Sunday, 15 January 2012

Nervous habits, and can I have a day off? Please?

I wish I didn't have nervous habits. It's Saturday evening and I'm sat here on the sofa, feet up on the bf's lap, listening to Placebo, in my pjs and generally just feeling so relaxed, and I'm still picking the shit out of my thumbs, and I don't even know why. I started picking the skin around my fingers and thumbs when I was quite young, probably about 9 or 10. I'd pick them til they bled and even if I put plasters on them, I'd pick the plasters off.

It started as a nervous habit that would calm me down before I went to school, or when I was in uncomfortable situationsand no matter how hard I try, I've not been able to kick the habit for the last 12 or so years. I've managed to get it down to just the thumbs, but I still pick them until they bleed.
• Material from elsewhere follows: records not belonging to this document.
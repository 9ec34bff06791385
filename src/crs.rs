use std::{fmt, sync::OnceLock};

use geo::Coord;
use proj4rs::{proj::Proj as Proj4, transform::transform};
use regex::Regex;

/// A coordinate reference system the pipeline knows how to transform.
///
/// CRSs compare by identity (EPSG code, or the origin of a local Transverse
/// Mercator), never by the spelling of their definition.
#[derive(Debug, Clone, Copy, PartialEq)]
pub enum Crs {
    /// An EPSG-registered CRS. Only the codes listed in [`Crs::proj4`] can be transformed.
    Epsg(u32),
    /// WGS 84 Transverse Mercator centred on the given lon/lat (metres, scale factor 1).
    TransverseMercator { lon_0: f64, lat_0: f64 },
}

/// WGS 84 longitude/latitude.
pub const WGS84: Crs = Crs::Epsg(4326);

/// WGS 84 World Mercator, the default display projection.
pub const WORLD_MERCATOR: Crs = Crs::Epsg(3395);

impl Crs {
    /// WGS 84 / UTM for the given zone and hemisphere (EPSG 326zz / 327zz).
    pub fn utm(zone: u32, north: bool) -> Self {
        Crs::Epsg(if north { 32600 } else { 32700 } + zone.clamp(1, 60))
    }

    /// WGS 84 / UTM zone containing a lon/lat position.
    pub fn utm_for(lon: f64, lat: f64) -> Self {
        let zone = (((lon + 180.0) / 6.0).floor() as i32 + 1).clamp(1, 60) as u32;
        Self::utm(zone, lat >= 0.0)
    }

    /// Local Transverse Mercator centred at (lon_0, lat_0).
    #[inline]
    pub fn transverse_mercator(lon_0: f64, lat_0: f64) -> Self {
        Crs::TransverseMercator { lon_0, lat_0 }
    }

    /// EPSG code, if this CRS has one.
    #[inline]
    pub fn epsg(&self) -> Option<u32> {
        match self {
            Crs::Epsg(code) => Some(*code),
            Crs::TransverseMercator { .. } => None,
        }
    }

    /// True for angular (lon/lat, degrees) systems.
    pub fn is_geographic(&self) -> bool {
        matches!(self, Crs::Epsg(4326 | 4258 | 4269 | 4937))
    }

    /// PROJ.4 definition, or None for codes outside the supported set.
    pub fn proj4(&self) -> Option<String> {
        let code = match self {
            Crs::TransverseMercator { lon_0, lat_0 } => {
                return Some(format!("+proj=tmerc +lat_0={lat_0} +lon_0={lon_0} +k=1 +x_0=0 +y_0=0 +datum=WGS84 +units=m +no_defs"));
            }
            Crs::Epsg(code) => *code,
        };

        let proj = match code {
            4326 => "+proj=longlat +datum=WGS84 +no_defs".into(),
            4258 => "+proj=longlat +ellps=GRS80 +towgs84=0,0,0,0,0,0,0 +no_defs".into(),
            4269 | 4937 => "+proj=longlat +datum=NAD83 +no_defs".into(),
            3395 => "+proj=merc +lon_0=0 +k=1 +x_0=0 +y_0=0 +datum=WGS84 +units=m +no_defs".into(),
            3857 => "+proj=merc +a=6378137 +b=6378137 +lat_ts=0 +lon_0=0 +x_0=0 +y_0=0 +k=1 +units=m +no_defs".into(),
            27700 => "+proj=tmerc +lat_0=49 +lon_0=-2 +k=0.9996012717 +x_0=400000 +y_0=-100000 +ellps=airy \
                      +towgs84=446.448,-125.157,542.06,0.15,0.247,0.842,-20.489 +units=m +no_defs".into(),
            29902 | 29903 => "+proj=tmerc +lat_0=53.5 +lon_0=-8 +k=1.000035 +x_0=200000 +y_0=250000 +ellps=mod_airy \
                              +towgs84=482.5,-130.6,564.6,-1.042,-0.214,-0.631,8.15 +units=m +no_defs".into(),
            2157 => "+proj=tmerc +lat_0=53.5 +lon_0=-8 +k=0.99982 +x_0=600000 +y_0=750000 +ellps=GRS80 \
                     +towgs84=0,0,0,0,0,0,0 +units=m +no_defs".into(),
            32601..=32660 => format!("+proj=utm +zone={} +datum=WGS84 +units=m +no_defs", code - 32600),
            32701..=32760 => format!("+proj=utm +zone={} +south +datum=WGS84 +units=m +no_defs", code - 32700),
            26901..=26923 => format!("+proj=utm +zone={} +datum=NAD83 +units=m +no_defs", code - 26900),
            _ => return None,
        };
        Some(proj)
    }

    /// Identify the CRS described by the WKT of a shapefile `.prj` sidecar.
    ///
    /// The outermost EPSG authority wins; ESRI-flavoured WKT without
    /// authorities falls back to well-known PROJCS/GEOGCS names.
    pub fn from_prj(wkt: &str) -> Option<Self> {
        static AUTHORITY: OnceLock<Regex> = OnceLock::new();
        static NAME: OnceLock<Regex> = OnceLock::new();
        static UTM: OnceLock<Regex> = OnceLock::new();

        let authority = AUTHORITY.get_or_init(|| {
            Regex::new(r#"(?i)AUTHORITY\[\s*"EPSG"\s*,\s*"?(\d+)"?\s*\]"#).expect("valid regex")
        });
        if let Some(code) = authority.captures_iter(wkt).last()
            .and_then(|caps| caps[1].parse::<u32>().ok()) {
            return Some(Crs::Epsg(code));
        }

        let name = NAME.get_or_init(|| {
            Regex::new(r#"^\s*(?:PROJCS|GEOGCS|PROJCRS|GEOGCRS)\[\s*"([^"]+)""#).expect("valid regex")
        });
        let name = name.captures(wkt)?[1]
            .chars()
            .filter(|c| c.is_ascii_alphanumeric())
            .collect::<String>()
            .to_ascii_lowercase();

        let utm = UTM.get_or_init(|| {
            Regex::new(r"^(wgs(?:19)?84|nad(?:19)?83)utmzone(\d{1,2})([ns])$").expect("valid regex")
        });
        if let Some(caps) = utm.captures(&name) {
            let zone = caps[2].parse::<u32>().ok()?;
            let north = &caps[3] == "n";
            return match (&caps[1], north) {
                (datum, true) if datum.starts_with("nad") => Some(Crs::Epsg(26900 + zone)),
                _ => Some(Crs::utm(zone, north)),
            };
        }

        let code = match name.as_str() {
            "gcswgs1984" | "wgs84" | "wgs1984" => 4326,
            "gcsetrs1989" | "etrs89" => 4258,
            "gcsnorthamerican1983" | "nad83" => 4269,
            "britishnationalgrid" | "osgb1936britishnationalgrid" => 27700,
            "tm65irishgrid" => 29902,
            "tm75irishgrid" => 29903,
            "irenet95irishtransversemercator" => 2157,
            "wgs1984webmercatorauxiliarysphere" | "wgs84pseudomercator" => 3857,
            "wgs1984worldmercator" | "wgs84worldmercator" => 3395,
            _ => return None,
        };
        Some(Crs::Epsg(code))
    }
}

impl fmt::Display for Crs {
    fn fmt(&self, f: &mut fmt::Formatter<'_>) -> fmt::Result {
        match self {
            Crs::Epsg(code) => write!(f, "EPSG:{code}"),
            Crs::TransverseMercator { lon_0, lat_0 } => write!(f, "TM(lon_0={lon_0:.4}, lat_0={lat_0:.4})"),
        }
    }
}

/// Display helper for an optional CRS.
pub(crate) fn crs_label(crs: Option<&Crs>) -> String {
    crs.map(Crs::to_string).unwrap_or_else(|| "unknown CRS".into())
}

/// Failure to build or apply a coordinate transform.
#[derive(Debug, thiserror::Error)]
pub enum CrsError {
    #[error("unsupported CRS {0}")]
    Unsupported(Crs),

    #[error("failed to build PROJ.4 definition for {crs}: {reason}")]
    Definition { crs: Crs, reason: String },

    #[error("failed to transform ({x}, {y}) from {from} to {to}: {reason}")]
    Transform { x: f64, y: f64, from: Crs, to: Crs, reason: String },
}

/// A reusable transform between two supported CRSs.
pub struct Transformer {
    from: Crs,
    to: Crs,
    projs: Option<(Proj4, Proj4)>, // None for the identity transform
}

impl Transformer {
    pub fn new(from: &Crs, to: &Crs) -> Result<Self, CrsError> {
        /// Build a proj4rs projection for a supported CRS.
        fn build(crs: &Crs) -> Result<Proj4, CrsError> {
            let definition = crs.proj4().ok_or(CrsError::Unsupported(*crs))?;
            Proj4::from_proj_string(&definition)
                .map_err(|e| CrsError::Definition { crs: *crs, reason: e.to_string() })
        }

        // Still validate both ends so an unsupported code never slips through as identity.
        let source = build(from)?;
        let target = build(to)?;

        Ok(Self {
            from: *from,
            to: *to,
            projs: (from != to).then_some((source, target)),
        })
    }

    #[inline] pub fn source(&self) -> &Crs { &self.from }

    #[inline] pub fn target(&self) -> &Crs { &self.to }

    #[inline] pub fn is_identity(&self) -> bool { self.projs.is_none() }

    /// Transform one coordinate; geographic ends are in degrees.
    pub fn transform(&self, coord: Coord<f64>) -> Result<Coord<f64>, CrsError> {
        let Some((source, target)) = &self.projs else { return Ok(coord) };

        let mut point = if self.from.is_geographic() {
            (coord.x.to_radians(), coord.y.to_radians(), 0.0)
        } else {
            (coord.x, coord.y, 0.0)
        };

        let fail = |reason: String| CrsError::Transform {
            x: coord.x, y: coord.y, from: self.from, to: self.to, reason,
        };

        transform(source, target, &mut point).map_err(|e| fail(e.to_string()))?;

        let out = if self.to.is_geographic() {
            Coord { x: point.0.to_degrees(), y: point.1.to_degrees() }
        } else {
            Coord { x: point.0, y: point.1 }
        };

        if !out.x.is_finite() || !out.y.is_finite() {
            return Err(fail("non-finite result".into()));
        }
        Ok(out)
    }
}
My bf hates it, and he's tried to help me stop, be so far nothing works. I work with my hands all day so I don't even know when I get chance to do it. It's got to the point where I don't even realise I'm doing it anymore, so it's almost impossible to stop, and a big part of me doesn't want to. It still calms me down, I just wish I didn't do it all the time.

We're going to stay in a hotel tomorrow night, just in town to get away from being in the house and to chill out in luxury for a few hours. I can't wait, I need to just forget about everything and kick back for a little bit. I'm tired of everything being a struggle all the time, so I'm going to try and shove all the crap to the back of my mind for a while and enjoy myself. Some part of me already knows this wont work, and what is more likely to happen is that I'll end up having some sort of emotional melt down, I feel like they're coming every few days at the moment, I'm desperately trying to deal with everything, but it's so difficult, and I just don't even have the time to try and come to terms with everything that has happened recently. I need to talk to someone not involved, maybe I should go back to therapy, but I don't want to have to start again with all that, plus there's always such a long waiting list. I wish I had closer friends, I wish I found it easier to make friends, I wish I wasn't so socially awkward and anxiety ridden all the fricking time. Ugh, this post is turning into such a scattered one, but my mind feels so scattered. I need a break, a holiday or something, I need to find a healthier way of dealing with how much the last few month's events have hurt me rather than slipping back into my eating disorder. It feels too easy, but I know how hard it is to claw my way out of it again. I'm just so tired of fighting everything every single day. I just want a day off, just one day. Please?